Beranda Dunia Petualang memecahkan rekor dunia dengan menyelesaikan Rubiks Cube saat melakukan terjun payung

Petualang memecahkan rekor dunia dengan menyelesaikan Rubiks Cube saat melakukan terjun payung

62
0

Seorang YouTuber Jerman berhasil memecahkan Rubik’s Cube di udara bebas – memecahkan teka-teki itu dalam waktu 23,333 detik yang mengagumkan sambil terjun ke bumi untuk menghancurkan Rekor Dunia Guinness.

Tom Kopke menciptakan rekor untuk waktu tercepat dalam memecahkan kubus teka-teki yang berputar selama skydive, mengalahkan catatan sebelumnya sementara kebanyakan orang hanya bisa memecahkan satu di tanah.

Mahasiswa kedokteran berusia 23 tahun ini mencapai prestasi mengesankan itu pada bulan Februari, sambil jatuh dengan kecepatan 100 mph di Mossel Bay, Afrika Selatan.

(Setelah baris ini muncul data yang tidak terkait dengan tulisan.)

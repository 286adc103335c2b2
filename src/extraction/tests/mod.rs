use crate::extraction::*;
use bzip2::Compression;
use bzip2::write::BzEncoder;
use std::path::Path;
use tempfile::TempDir;

// ---------------------------------------------------------------------------
// Helpers
// ---------------------------------------------------------------------------

/// Create a `.tar.bz2` archive holding the given files
fn create_tar_bz2(archive_path: &Path, files: &[(&str, &[u8])]) {
    let file = std::fs::File::create(archive_path).unwrap();
    let encoder = BzEncoder::new(file, Compression::fast());
    let mut builder = tar::Builder::new(encoder);
    for (name, content) in files {
        let mut header = tar::Header::new_gnu();
        header.set_size(content.len() as u64);
        header.set_mode(0o644);
        header.set_cksum();
        builder.append_data(&mut header, name, *content).unwrap();
    }
    builder.into_inner().unwrap().finish().unwrap();
}

fn motion_files(dataset: &str) -> Vec<(String, Vec<u8>)> {
    vec![
        (format!("{dataset}/subject1/walk_poses.npz"), b"walk".to_vec()),
        (format!("{dataset}/subject1/run_poses.npz"), b"run".to_vec()),
    ]
}

fn create_dataset_archive(dir: &Path, dataset: &str) -> std::path::PathBuf {
    let path = dir.join(format!("{dataset}_smplx_neutral.tar.bz2"));
    let files = motion_files(dataset);
    let refs: Vec<(&str, &[u8])> = files
        .iter()
        .map(|(n, c)| (n.as_str(), c.as_slice()))
        .collect();
    create_tar_bz2(&path, &refs);
    path
}

// ---------------------------------------------------------------------------
// Discovery
// ---------------------------------------------------------------------------

#[test]
fn find_archives_is_sorted_and_skips_partials() {
    let dir = TempDir::new().unwrap();
    std::fs::write(dir.path().join("SSM_smplx_neutral.tar.bz2"), b"x").unwrap();
    std::fs::write(dir.path().join("ACCAD_smplx_neutral.tar.bz2"), b"x").unwrap();
    std::fs::write(dir.path().join("CMU_smplx_neutral.tar.bz2.part"), b"x").unwrap();
    std::fs::write(dir.path().join("notes.txt"), b"x").unwrap();
    std::fs::create_dir(dir.path().join("KIT.tar.bz2")).unwrap();

    let found = find_archives(dir.path()).unwrap();
    let names: Vec<_> = found
        .iter()
        .map(|p| p.file_name().unwrap().to_string_lossy().into_owned())
        .collect();
    assert_eq!(
        names,
        vec!["ACCAD_smplx_neutral.tar.bz2", "SSM_smplx_neutral.tar.bz2"]
    );
}

#[tokio::test]
async fn missing_input_directory_yields_empty_summary() {
    let dir = TempDir::new().unwrap();
    let summary = extract_all(&dir.path().join("absent"), dir.path(), false, 2)
        .await
        .unwrap();
    assert!(summary.archives.is_empty());
    assert!(summary.is_success());
}

// ---------------------------------------------------------------------------
// Extraction
// ---------------------------------------------------------------------------

#[tokio::test]
async fn extract_one_keeps_source_by_default() {
    let input = TempDir::new().unwrap();
    let output = TempDir::new().unwrap();
    let archive = create_dataset_archive(input.path(), "ACCAD");

    let entry = extract_one(&archive, output.path(), false).await;

    assert_eq!(entry.state, ExtractState::Extracted);
    assert_eq!(entry.entries, 2);
    assert!(entry.error_detail.is_none());
    assert!(archive.exists());
    assert_eq!(
        std::fs::read(output.path().join("ACCAD/subject1/walk_poses.npz")).unwrap(),
        b"walk"
    );
}

#[tokio::test]
async fn extract_one_deletes_source_when_asked() {
    let input = TempDir::new().unwrap();
    let output = TempDir::new().unwrap();
    let archive = create_dataset_archive(input.path(), "CMU");

    let entry = extract_one(&archive, output.path(), true).await;

    assert_eq!(entry.state, ExtractState::SourceDeleted);
    assert!(entry.state.is_extracted());
    assert!(!archive.exists());
    assert!(output.path().join("CMU/subject1/run_poses.npz").exists());
}

#[tokio::test]
async fn corrupt_archive_is_kept_and_reported() {
    let input = TempDir::new().unwrap();
    let output = TempDir::new().unwrap();
    let archive = input.path().join("KIT_smplx_neutral.tar.bz2");
    std::fs::write(&archive, b"this is not a bzip2 stream").unwrap();

    let entry = extract_one(&archive, output.path(), true).await;

    assert_eq!(entry.state, ExtractState::ExtractFailed);
    assert_eq!(entry.error_detail.unwrap().code, "extraction_failed");
    assert!(archive.exists(), "failed archive must not be deleted");
}

#[tokio::test]
async fn empty_archive_file_is_a_failure() {
    let input = TempDir::new().unwrap();
    let output = TempDir::new().unwrap();
    let archive = input.path().join("SFU_smplx_neutral.tar.bz2");
    std::fs::write(&archive, b"").unwrap();

    let entry = extract_one(&archive, output.path(), false).await;

    assert_eq!(entry.state, ExtractState::ExtractFailed);
}

#[tokio::test]
async fn extract_all_reports_in_discovery_order() {
    let input = TempDir::new().unwrap();
    let output = TempDir::new().unwrap();
    create_dataset_archive(input.path(), "SSM");
    create_dataset_archive(input.path(), "ACCAD");
    std::fs::write(input.path().join("GRAB_smplx_neutral.tar.bz2"), b"garbage").unwrap();

    let summary = extract_all(input.path(), output.path(), true, 3)
        .await
        .unwrap();

    let states: Vec<_> = summary
        .archives
        .iter()
        .map(|a| {
            (
                a.archive.file_name().unwrap().to_string_lossy().into_owned(),
                a.state,
            )
        })
        .collect();
    assert_eq!(
        states,
        vec![
            (
                "ACCAD_smplx_neutral.tar.bz2".to_string(),
                ExtractState::SourceDeleted
            ),
            (
                "GRAB_smplx_neutral.tar.bz2".to_string(),
                ExtractState::ExtractFailed
            ),
            (
                "SSM_smplx_neutral.tar.bz2".to_string(),
                ExtractState::SourceDeleted
            ),
        ]
    );
    assert_eq!(summary.succeeded(), 2);
    assert_eq!(summary.failed(), 1);
    assert!(!summary.is_success());
    assert!(input.path().join("GRAB_smplx_neutral.tar.bz2").exists());
    assert!(output.path().join("SSM/subject1/walk_poses.npz").exists());
}

#[tokio::test]
async fn out_of_range_worker_count_is_clamped() {
    let input = TempDir::new().unwrap();
    let output = TempDir::new().unwrap();
    create_dataset_archive(input.path(), "HDM05");

    let summary = extract_all(input.path(), output.path(), false, 0)
        .await
        .unwrap();

    assert_eq!(summary.succeeded(), 1);
}

#[tokio::test]
async fn progress_hook_sees_every_state_transition() {
    let input = TempDir::new().unwrap();
    let output = TempDir::new().unwrap();
    create_dataset_archive(input.path(), "ACCAD");
    std::fs::write(input.path().join("CMU_smplx_neutral.tar.bz2"), b"garbage").unwrap();

    let seen = std::sync::Mutex::new(Vec::new());
    let summary = extract_all_with_progress(input.path(), output.path(), false, 1, |archive, state| {
        let name = archive.file_name().unwrap().to_string_lossy().into_owned();
        seen.lock().unwrap().push((name, state));
    })
    .await
    .unwrap();

    assert_eq!(summary.archives.len(), 2);
    let accad = "ACCAD_smplx_neutral.tar.bz2".to_string();
    let cmu = "CMU_smplx_neutral.tar.bz2".to_string();
    assert_eq!(
        seen.into_inner().unwrap(),
        vec![
            (accad.clone(), ExtractState::Pending),
            (cmu.clone(), ExtractState::Pending),
            (accad.clone(), ExtractState::Extracting),
            (accad, ExtractState::Extracted),
            (cmu.clone(), ExtractState::Extracting),
            (cmu, ExtractState::ExtractFailed),
        ]
    );
}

“I first solved the Rubik’s Cube when I was 18 and practiced a lot back then. I even made a video attempting some crazy Rubik’s Cube challenges, where I also said that one day I would solve it while skydiving,” katanya dalam wawancara yang dipublikasikan minggu ini.

Pada tahun 2023, Kopke mengalahkan pemegang rekor sebelumnya, Sam Sieracki dari Australia, yang melakukannya dalam waktu 28,250 detik.

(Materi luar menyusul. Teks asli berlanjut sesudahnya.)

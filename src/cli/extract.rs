use super::exit_code;
use super::progress::spinner;
use amass_dl::extraction::{
    ExtractState, ExtractionSummary, extract_all_with_progress, extract_one,
};
use amass_dl::Config;
use anyhow::Context;
use clap::Parser;
use indicatif::MultiProgress;
use std::path::{Path, PathBuf};
use std::process::ExitCode;

/// Subdirectory of the download directory that receives extracted datasets
const EXTRACTED_DIR: &str = "extracted";

#[derive(Debug, Parser)]
pub struct Args {
    /// Path to the configuration file (used for default directories)
    #[arg(short, long, default_value = "config.json")]
    pub config: PathBuf,

    /// Directory holding the downloaded archives [default: configured output_dir]
    #[arg(short, long)]
    pub input: Option<PathBuf>,

    /// Directory to extract into [default: <output_dir>/extracted]
    #[arg(short, long)]
    pub output: Option<PathBuf>,

    /// Number of archives extracted in parallel (1-10)
    #[arg(short, long, default_value_t = 1)]
    pub workers: usize,

    /// Delete each archive after it was extracted successfully
    #[arg(long)]
    pub delete: bool,

    /// Extract a single archive instead of a whole directory
    #[arg(long, conflicts_with = "input")]
    pub file: Option<PathBuf>,
}

fn configured_output_dir(config: &Path) -> anyhow::Result<PathBuf> {
    let config = Config::load(config)
        .with_context(|| format!("failed to load {}", config.display()))?;
    Ok(config.download_settings.output_dir)
}

pub async fn execute(args: Args, multi: MultiProgress) -> anyhow::Result<ExitCode> {
    // The configuration is only needed for directories not given on the command line
    let needs_config = args.output.is_none() || (args.file.is_none() && args.input.is_none());
    let download_dir = if needs_config {
        Some(configured_output_dir(&args.config)?)
    } else {
        None
    };

    let default_dir = || {
        download_dir
            .clone()
            .context("no directory given and no configuration loaded")
    };

    let output = match args.output {
        Some(output) => output,
        None => default_dir()?.join(EXTRACTED_DIR),
    };

    let summary = if let Some(file) = args.file {
        let pb = spinner(&multi, format!("extracting {}", file.display()));
        let entry = extract_one(&file, &output, args.delete).await;
        pb.finish_and_clear();
        ExtractionSummary {
            archives: vec![entry],
        }
    } else {
        let input = match args.input {
            Some(input) => input,
            None => default_dir()?,
        };
        let pb = spinner(
            &multi,
            format!("extracting archives from {}", input.display()),
        );
        let summary =
            extract_all_with_progress(&input, &output, args.delete, args.workers, |archive, state| {
                if state == ExtractState::Extracting
                    && let Some(name) = archive.file_name()
                {
                    pb.set_message(format!("extracting {}", name.to_string_lossy()));
                }
            })
            .await;
        pb.finish_and_clear();
        summary.with_context(|| format!("failed to scan {}", input.display()))?
    };

    print_summary(&summary, &output);
    Ok(exit_code(summary.is_success()))
}

fn print_summary(summary: &ExtractionSummary, output: &Path) {
    if summary.archives.is_empty() {
        println!("No archives found to extract");
        return;
    }

    for entry in &summary.archives {
        let name = entry
            .archive
            .file_name()
            .map(|n| n.to_string_lossy().into_owned())
            .unwrap_or_else(|| entry.archive.display().to_string());
        match &entry.error_detail {
            Some(error) => println!("  {name:<36} {}: {}", entry.state, error.message),
            None => println!("  {name:<36} {} ({} entries)", entry.state, entry.entries),
        }
    }

    println!();
    println!(
        "{} extracted, {} failed -> {}",
        summary.succeeded(),
        summary.failed(),
        output.display()
    );
}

Kopke, yang menyamai judul Guinness World Records untuk memecahkan enam Rubik’s Cubes di bawah air, juga telah menyelesaikan teka-teki itu sambil tertutup mata.

Tanpa tantangan apapun, ia berhasil memecahkannya hanya dalam waktu sembilan detik.

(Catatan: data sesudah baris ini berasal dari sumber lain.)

//! amass-dl - download and extract AMASS motion-capture datasets.

mod cli;

use clap::Parser;
use indicatif::MultiProgress;
use std::process::ExitCode;
use tracing_subscriber::{EnvFilter, layer::SubscriberExt, util::SubscriberInitExt};

#[tokio::main]
async fn main() -> anyhow::Result<ExitCode> {
    let args = cli::Cli::parse();

    // Initialize logging based on verbosity; RUST_LOG takes precedence
    let default_filter = match args.verbose {
        0 => "warn,amass_dl=info",
        1 => "warn,amass_dl=debug",
        _ => "info,amass_dl=trace",
    };

    // Log lines are printed above the progress bars instead of through them
    let multi = MultiProgress::new();
    tracing_subscriber::registry()
        .with(EnvFilter::try_from_default_env().unwrap_or_else(|_| default_filter.into()))
        .with(
            tracing_subscriber::fmt::layer()
                .with_writer(cli::progress::IndicatifWriter::new(multi.clone()))
                .with_target(false)
                .without_time(),
        )
        .init();

    cli::run(args, multi).await
}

Ketika Kopke, yang baru saja berlatih skydiving, mulai berlatih untuk mendapatkan rekor, dia mencoba metode Sieracki dengan memecahkan teka-teki itu sambil menghadap ke bawah dalam posisi busur saat sedang di udara.

Namun, dia meninggalkan strategi itu karena hambatan angin.

Instruktur skydivingnya menyarankan agar dia mencoba melakukan teka-teki sambil terbang dengan posisi terbalik.

“Itu jelas jauh lebih menakutkan karena Anda tidak bisa melihat tanah semakin dekat, dan juga membutuhkan latihan yang lebih banyak. Namun, hal itu mengurangi hambatan angin secara signifikan,” katanya kepada media.

“Awalnya itu adalah kekacauan total, terutama karena saya kurang pengalaman, ingat saya baru mulai skydiving beberapa minggu yang lalu … Tetapi dengan beberapa hari latihan dan bantuan instruktur saya, akhirnya kami bisa melakukannya,” tambahnya.

Keprihatinan utamanya adalah menjatuhkan Rubix Cube.

“I was worried in the beginning yes, but I practiced a lot with the cube in the air so I got used to it. The most dangerous part is actually the handover, kind of like in track and field where a lot of mistakes happen during the baton exchange,” jelasnya.

Tujuannya selanjutnya adalah memecahkan teka-teki itu sambil berlari maraton.